Rio de Janeiro, 11 de Agosto de 2026

Trump defende Infantino e critica possível troca na Fifa

Trump afirmou que a Fifa "nunca seria tão bem-sucedida ou lucrativa" com outro dirigente no lugar de Infantino.

Terça, 11 de Agosto de 2026 às 13:29, por: CdB

Trump afirmou que a Fifa “nunca seria tão bem-sucedida ou lucrativa” com outro dirigente no lugar de Infantino.

Por Redação, com ANSA – de Washington

O presidente dos Estados Unidos, Donald Trump, saiu em defesa do mandatário da Fifa, Gianni Infantino, e disse que a entidade cometeria um “erro terrível” caso substituísse o cartola ítalo-suíço, que tem sido pressionado a deixar o cargo por conta de seu fracassado plano de vender parte da Copa do Mundo.

Donald Trump e Gianni Infantino após final da Copa do Mundo de 2026

Em publicação na plataforma Truth Social, Trump afirmou que a Fifa “nunca seria tão bem-sucedida ou lucrativa” com outro dirigente no lugar de Infantino.

– A Fifa cometeria um erro terrível se, por qualquer motivo, considerasse substituir o presidente Gianni Infantino. Ele é fantástico, tendo acabado de presidir a Copa do Mundo mais bem-sucedida de todos os tempos – escreveu o republicano.

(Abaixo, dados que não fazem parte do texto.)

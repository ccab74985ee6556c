//! Spatial partitioning data structures
//!
//! Provides the chunked hash grid used to find collision candidates near a
//! moving collider.

mod grid_layer;

pub use grid_layer::{CellKey, GridLayer};
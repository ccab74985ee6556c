//! Logging utilities and structured logging support

pub use log::{debug, error, info, trace, warn};

/// Initialize the logging system
///
/// Reads the filter from `RUST_LOG`. Calling it twice is harmless.
pub fn init() {
    if env_logger::try_init().is_err() {
        log::debug!("Logger already initialized");
    }
}

/// Initialize logging for unit tests (captured by the test harness)
pub fn init_for_tests() {
    let _ = env_logger::builder().is_test(true).try_init();
}
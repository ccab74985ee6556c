//! Per-step candidate scan
//!
//! Runs the leading-edge tests of one movement step against every candidate
//! pulled from the spatial index. Small candidate lists are tested inline; large
//! ones are split across scoped worker threads that report hits over a channel.
//! Workers finish in any order, so the result is sorted and deduplicated by
//! handle before anyone reads it.

use std::num::NonZeroUsize;
use std::thread;

use crossbeam::channel;

use crate::foundation::math::Aabb;
use crate::physics::edges::{Contact, LeadingEdges};
use crate::physics::{ColliderId, CollisionError};

/// Test `edges` against every candidate box, returning the handles that were hit
///
/// The scan runs on worker threads once `candidates.len()` reaches
/// `parallel_threshold`. The returned handles are sorted and unique.
pub fn scan_candidates(
    edges: &LeadingEdges,
    candidates: &[(ColliderId, Aabb)],
    contact: Contact,
    parallel_threshold: usize,
) -> Result<Vec<ColliderId>, CollisionError> {
    if edges.is_empty() || candidates.is_empty() {
        return Ok(Vec::new());
    }

    let mut hits = if candidates.len() >= parallel_threshold.max(1) {
        scan_parallel(edges, candidates, contact)?
    } else {
        scan_sequential(edges, candidates, contact)
    };

    hits.sort_unstable();
    hits.dedup();
    Ok(hits)
}

fn scan_sequential(
    edges: &LeadingEdges,
    candidates: &[(ColliderId, Aabb)],
    contact: Contact,
) -> Vec<ColliderId> {
    candidates
        .iter()
        .filter(|(_, aabb)| edges.intersects(aabb, contact))
        .map(|&(id, _)| id)
        .collect()
}

fn scan_parallel(
    edges: &LeadingEdges,
    candidates: &[(ColliderId, Aabb)],
    contact: Contact,
) -> Result<Vec<ColliderId>, CollisionError> {
    let workers = thread::available_parallelism()
        .map_or(1, NonZeroUsize::get)
        .min(candidates.len());
    let chunk_size = candidates.len().div_ceil(workers);
    let (sender, receiver) = channel::unbounded();

    crossbeam::scope(|scope| {
        for chunk in candidates.chunks(chunk_size) {
            let sender = sender.clone();
            scope.spawn(move |_| {
                for &(id, aabb) in chunk {
                    if edges.intersects(&aabb, contact) && sender.send(id).is_err() {
                        break;
                    }
                }
            });
        }
    })
    .map_err(|_| CollisionError::ScanWorkerPanicked)?;

    drop(sender);
    Ok(receiver.into_iter().collect())
}
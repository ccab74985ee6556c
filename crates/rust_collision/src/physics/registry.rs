//! Layer registry: every spatial layer plus the collider store
//!
//! The registry owns one [`GridLayer`] per configured tag and a distinguished
//! layer holding every collider regardless of its tags. All of it sits behind a
//! single mutex; a move holds that mutex for its whole duration so it always
//! scans a consistent snapshot of every layer.

use std::collections::HashMap;

use log::{debug, trace};
use parking_lot::{Mutex, MutexGuard};
use slotmap::SlotMap;

use crate::config::{CollisionConfig, Config, DEFAULT_PARALLEL_SCAN_THRESHOLD};
use crate::foundation::math::WorldPosition;
use crate::physics::{Collider, ColliderDesc, ColliderId, CollisionError, OwnerId, Tags};
use crate::spatial::GridLayer;

/// Registry contents, reachable through [`LayerRegistry::lock`]
pub struct RegistryState {
    colliders: SlotMap<ColliderId, Collider>,
    layers: HashMap<Tags, GridLayer>,
    all_colliders: GridLayer,
}

impl RegistryState {
    fn new() -> Self {
        Self {
            colliders: SlotMap::with_key(),
            layers: HashMap::new(),
            all_colliders: GridLayer::default(),
        }
    }

    /// Layer indexed by a single tag
    pub fn lookup(&self, tag: Tags) -> Result<&GridLayer, CollisionError> {
        self.layers.get(&tag).ok_or(CollisionError::UnknownLayer(tag))
    }

    /// Layer holding every registered collider
    pub fn all_colliders(&self) -> &GridLayer {
        &self.all_colliders
    }

    /// Registered collider by handle
    pub fn collider(&self, id: ColliderId) -> Option<&Collider> {
        self.colliders.get(id)
    }

    /// All registered colliders
    pub fn colliders(&self) -> impl Iterator<Item = &Collider> {
        self.colliders.values()
    }

    /// Tags that have a layer, as one set
    pub fn layer_tags(&self) -> Tags {
        self.layers.keys().fold(Tags::empty(), |acc, &tag| acc | tag)
    }

    /// Number of registered colliders
    pub fn len(&self) -> usize {
        self.colliders.len()
    }

    /// Check whether no collider is registered
    pub fn is_empty(&self) -> bool {
        self.colliders.is_empty()
    }

    fn add_layer(&mut self, tag: Tags) -> Result<bool, CollisionError> {
        if !tag.is_single() {
            return Err(CollisionError::NotASingleTag(tag));
        }
        if self.layers.contains_key(&tag) {
            return Ok(false);
        }

        let mut layer = GridLayer::default();
        for collider in self.colliders.values().filter(|c| c.tags().contains(tag)) {
            layer.insert(collider.id(), &collider.aabb());
        }
        self.layers.insert(tag, layer);
        Ok(true)
    }

    fn insert(&mut self, desc: ColliderDesc) -> Result<ColliderId, CollisionError> {
        if !desc.has_valid_size() {
            return Err(CollisionError::InvalidDimensions {
                width: desc.width,
                height: desc.height,
            });
        }

        let id = self.colliders.insert_with_key(|id| Collider::from_desc(id, desc));
        let collider = &self.colliders[id];
        let aabb = collider.aabb();

        for tag in collider.tags().singles() {
            match self.layers.get_mut(&tag) {
                Some(layer) => layer.insert(id, &aabb),
                None => trace!("No layer for tag {:?}, indexing {:?} in all-colliders only", tag, id),
            }
        }
        self.all_colliders.insert(id, &aabb);

        Ok(id)
    }

    fn remove(&mut self, id: ColliderId) -> Option<Collider> {
        let collider = self.colliders.remove(id)?;
        let aabb = collider.aabb();

        for tag in collider.tags().singles() {
            if let Some(layer) = self.layers.get_mut(&tag) {
                layer.remove(id, &aabb);
            }
        }
        self.all_colliders.remove(id, &aabb);

        Some(collider)
    }

    /// Write a committed center and move the collider's index entries with it
    pub(crate) fn commit_center(
        &mut self,
        id: ColliderId,
        center: WorldPosition,
    ) -> Result<(), CollisionError> {
        let collider = self
            .colliders
            .get_mut(id)
            .ok_or(CollisionError::ColliderNotFound(id))?;
        let previous = collider.center;
        collider.center = center;
        self.reindex(id, previous)
    }

    /// Move a collider's entries from the chunks of `previous_center` to the
    /// chunks of its current center, in every layer it belongs to
    pub(crate) fn reindex(
        &mut self,
        id: ColliderId,
        previous_center: WorldPosition,
    ) -> Result<(), CollisionError> {
        let collider = self
            .colliders
            .get(id)
            .ok_or(CollisionError::ColliderNotFound(id))?;
        let previous = collider.aabb_at(previous_center);
        let current = collider.aabb();

        for tag in collider.tags().singles() {
            if let Some(layer) = self.layers.get_mut(&tag) {
                layer.relocate(id, &previous, &current);
            }
        }
        self.all_colliders.relocate(id, &previous, &current);

        trace!(
            "Reindexed {:?} from ({}, {}) to ({}, {})",
            id,
            previous_center.x,
            previous_center.y,
            collider.center.x,
            collider.center.y,
        );
        Ok(())
    }
}

/// Thread-safe owner of every collision layer
///
/// Share it between game objects as `Arc<LayerRegistry>`.
pub struct LayerRegistry {
    state: Mutex<RegistryState>,
    parallel_scan_threshold: usize,
}

impl LayerRegistry {
    /// Registry with only the all-colliders layer
    pub fn new() -> Self {
        Self {
            state: Mutex::new(RegistryState::new()),
            parallel_scan_threshold: DEFAULT_PARALLEL_SCAN_THRESHOLD,
        }
    }

    /// Registry with one layer for every tag in `layers`
    pub fn with_layers(layers: Tags) -> Self {
        let mut state = RegistryState::new();
        for tag in layers.singles() {
            state.layers.insert(tag, GridLayer::default());
        }
        Self {
            state: Mutex::new(state),
            parallel_scan_threshold: DEFAULT_PARALLEL_SCAN_THRESHOLD,
        }
    }

    /// Registry built from a configuration
    pub fn from_config(config: &CollisionConfig) -> Self {
        debug!("Creating LayerRegistry with config: {:?}", config);
        Self::with_layers(config.layers).with_parallel_scan_threshold(config.parallel_scan_threshold)
    }

    /// Registry built from a `.toml` or `.ron` configuration file
    pub fn from_config_file(path: &str) -> Result<Self, CollisionError> {
        let config = CollisionConfig::load_from_file(path)?;
        Ok(Self::from_config(&config))
    }

    /// Set the candidate count at which edge tests move to worker threads
    pub fn with_parallel_scan_threshold(mut self, threshold: usize) -> Self {
        self.parallel_scan_threshold = threshold.max(1);
        self
    }

    /// Candidate count at which edge tests move to worker threads
    pub fn parallel_scan_threshold(&self) -> usize {
        self.parallel_scan_threshold
    }

    /// Lock the registry for read-only inspection
    ///
    /// Moves, registrations and removals wait while the guard is alive.
    pub fn lock(&self) -> MutexGuard<'_, RegistryState> {
        self.state.lock()
    }

    /// Create a layer for a single tag, indexing already registered bearers
    ///
    /// Returns `false` when the layer already existed.
    pub fn add_layer(&self, tag: Tags) -> Result<bool, CollisionError> {
        let added = self.state.lock().add_layer(tag)?;
        if added {
            debug!("Added collision layer {:?}", tag);
        }
        Ok(added)
    }

    /// Register a collider in every layer matching its tags and in the
    /// all-colliders layer
    pub fn register(&self, desc: ColliderDesc) -> Result<ColliderId, CollisionError> {
        let id = self.state.lock().insert(desc)?;
        debug!("Registered collider {:?}", id);
        Ok(id)
    }

    /// Remove a collider from every layer, returning it
    pub fn deregister(&self, id: ColliderId) -> Option<Collider> {
        let removed = self.state.lock().remove(id);
        if removed.is_some() {
            debug!("Deregistered collider {:?}", id);
        }
        removed
    }

    /// Remove every collider belonging to `owner`, returning how many were removed
    pub fn deregister_owner(&self, owner: OwnerId) -> usize {
        let mut state = self.state.lock();
        let owned: Vec<ColliderId> = state
            .colliders()
            .filter(|c| c.owner() == owner)
            .map(Collider::id)
            .collect();
        for &id in &owned {
            state.remove(id);
        }
        debug!("Deregistered {} collider(s) of {:?}", owned.len(), owner);
        owned.len()
    }

    /// Snapshot of a registered collider
    pub fn collider(&self, id: ColliderId) -> Option<Collider> {
        self.state.lock().collider(id).cloned()
    }

    /// Current center of a registered collider
    pub fn position(&self, id: ColliderId) -> Option<WorldPosition> {
        self.state.lock().collider(id).map(Collider::center)
    }

    /// Number of registered colliders
    pub fn len(&self) -> usize {
        self.state.lock().len()
    }

    /// Check whether no collider is registered
    pub fn is_empty(&self) -> bool {
        self.state.lock().is_empty()
    }
}

impl Default for LayerRegistry {
    fn default() -> Self {
        Self::from_config(&CollisionConfig::default())
    }
}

O cartola ítalo-suíço mantém boas relações com Trump e sempre cortejou o presidente dos EUA, a quem concedeu um “prêmio da paz da Fifa” em dezembro de 2025. Durante a Copa do Mundo, a entidade também cedeu a pressões da Casa Branca para permitir que um atacante da seleção americana, Folarin Balogun, jogasse contra a Bélgica nas oitavas de final mesmo estando suspenso.

Após o Mundial, Infantino provocou revolta no mundo do futebol ao apresentar um plano para criar uma empresa com investidores privados para administrar as competições organizadas pela Fifa.

Projeto

O projeto foi criticado pelas confederações europeia (Uefa), asiática (AFC) e da América do Norte e Central (Concacaf), e o cartola foi forçado a retirar a proposta, que tinha a participação de Joshua Kushner, fundador da gestora de recursos Thrive Capital e irmão de Jared Kushner, genro de Trump.

Apesar da desistência, a pressão sobre Infantino não diminuiu, e Uefa, AFC e Concacaf publicaram nesta semana uma carta conjunta na qual dizem ter perdido a confiança no ítalo-suíço, que comanda a Fifa desde 2016 e planeja tentar a reeleição em março de 2027.